Но в автомобиле стояла гнетущая тишина, а снаружи кипел водоворот жизни. Бен почувствовал, как заработал двигатель лимузина и шофер плавно отъехал от обочины вслед за катафалком, включив фары, колонна автомобилей двинулась в путь. Казалось, путешествию не будет конца.
Бен снова представил себе Карлин, отчаянно стараясь удержать ее образ, но в то же время был не в состоянии прогнать мысль, к которой старался не возвращаться с момента аварии: Карлин — дочь человека, который убил его мать. Ссутулившись под тяжестью этой правды, он молча умолял: уходи, пожалуйста, уходи.
— Нет, спасибо, миссис Арно, я не голодна, — вежливо отказалась Наташа, покачав головой.
— Я понимаю, дорогая, — сочувственно кивнула соседка из нижней квартиры и с подносом сандвичей направилась к тем, кто вернулся домой после похорон, а Наташа с нарастающим раздражением смотрела ей вслед.
Эти люди душили Наташу своей заботливостью, она должна убежать от них; неприлично исчезать в середине церемонии, но ждать больше невозможно, она должна поговорить с Тони, это важнее всего. Собравшись с мыслями, она быстро пересекла комнату и подошла к Тони, который разговаривал с пожилыми мужчиной и женщиной, делая вид, что ловит каждое их слово.
Он всегда вел себя подобным образом, стараясь очаровать людей и создать некий круг влияния, который может пригодиться ему в будущем. Но всегда, можно сказать, промахивался, ошибочно выбирая тех, кто явно не мог никому ни в чем помочь и кто легко попадался на его неотразимое обаяние. Наташа скривилась и подумала, что его притворство видно за милю. Вначале, когда он только что стал ее дружком, она считала, что он все делает великолепно, но теперь она знала его лучше.
Таким же способом он пытался подчинить себе всю ее жизнь, и это действительно сводило ее с ума. Иногда ей хотелось заорать в ответ на его бесконечные вопросы о том, где и с кем она была. Он, по-видимому, считал ее своей собственностью, она старалась не обращать на это внимания и, конечно же, никогда не делилась ни с кем своими соображениями. Только зависть на лицах девочек в школе, когда она появлялась под руку с Тони, стоила того, чтобы мириться с его присутствием в ее жизни.
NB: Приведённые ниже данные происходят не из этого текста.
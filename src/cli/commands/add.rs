use crate::cli::commands::day_arg;
use crate::cli::commands::show::print_day;
use crate::cli::parser::Commands;
use crate::config::Config;
use crate::core::add::AddLogic;
use crate::core::aggregator::DailyLogAggregator;
use crate::core::context::SessionContext;
use crate::errors::AppResult;
use crate::models::EntryDraft;
use crate::models::day_summary::DayView;
use crate::store::open_store;
use crate::ui::messages::success;
use crate::utils::time::parse_optional_instant;

pub fn handle(cmd: &Commands, cfg: &Config, ctx: &SessionContext) -> AppResult<()> {
    if let Commands::Add { date, start, end } = cmd {
        let d = day_arg(Some(date.as_str()), ctx)?;

        let draft = EntryDraft::new(
            parse_optional_instant(start.as_deref(), d, ctx.zone)?,
            parse_optional_instant(end.as_deref(), d, ctx.zone)?,
        );

        let mut store = open_store(cfg, &ctx.user)?;
        let log = AddLogic::apply(store.as_mut(), ctx, d, draft)?;

        success(format!("Session #{} added to {}.", log.entries.len(), d));

        let status = DailyLogAggregator::status(&log, ctx);
        print_day(&DayView::new(log, status), ctx);
    }
    Ok(())
}
use serde::Serialize;
use std::fmt;

/// What the user can do with a day right now.
#[derive(Debug, Clone, Copy, PartialEq, Eq, Serialize)]
pub enum Status {
    /// Today, no open session: the next punch checks in.
    Available,
    /// Today, the last session is open: the next punch checks out.
    Working,
    /// Any other day: entries can be corrected but not punched.
    ViewingPast,
}

impl Status {
    pub fn as_str(&self) -> &'static str {
        match self {
            Status::Available => "Available",
            Status::Working => "Working",
            Status::ViewingPast => "ViewingPast",
        }
    }

    /// Label of the action a punch would perform.
    pub fn next_action(&self) -> Option<&'static str> {
        match self {
            Status::Available => Some("Check-in"),
            Status::Working => Some("Check-out"),
            Status::ViewingPast => None,
        }
    }
}

impl fmt::Display for Status {
    fn fmt(&self, f: &mut fmt::Formatter<'_>) -> fmt::Result {
        f.write_str(self.as_str())
    }
}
Но не с тем, что произошло теперь. Было ужасной ошибкой просить Тони позвонить в мотель, ее безумная идея отомстить матери убила Кит, и теперь Наташа должна жить с этим всю оставшуюся жизнь. Похоронная служба сегодня утром была самым страшным из всего, что она когда-нибудь пережила, у нее так болел живот, что ей пришлось собрать всю свою волю, чтобы не согнуться от боли, а служба продолжалась целую вечность. Наташа вся дрожала, она была уверена, что все, несомненно, знают о ее поступке и кто-нибудь встанет, покажет на нее пальцем и закричит, что она убийца. В какой-то момент у нее от страха перехватило горло, и она чуть не задохнулась. «Я только чудом не потеряла сознания», — подумала Наташа. Когда опускали гроб, она в оцепенении стояла у могилы, ничего не слыша и зарывшись лицом в рукав Тони, чтобы никто не видел, насколько ей все безразлично. Ей было стыдно признаться даже себе, но она не чувствовала ни горя, ни боли, все вытеснил страх быть разоблаченной.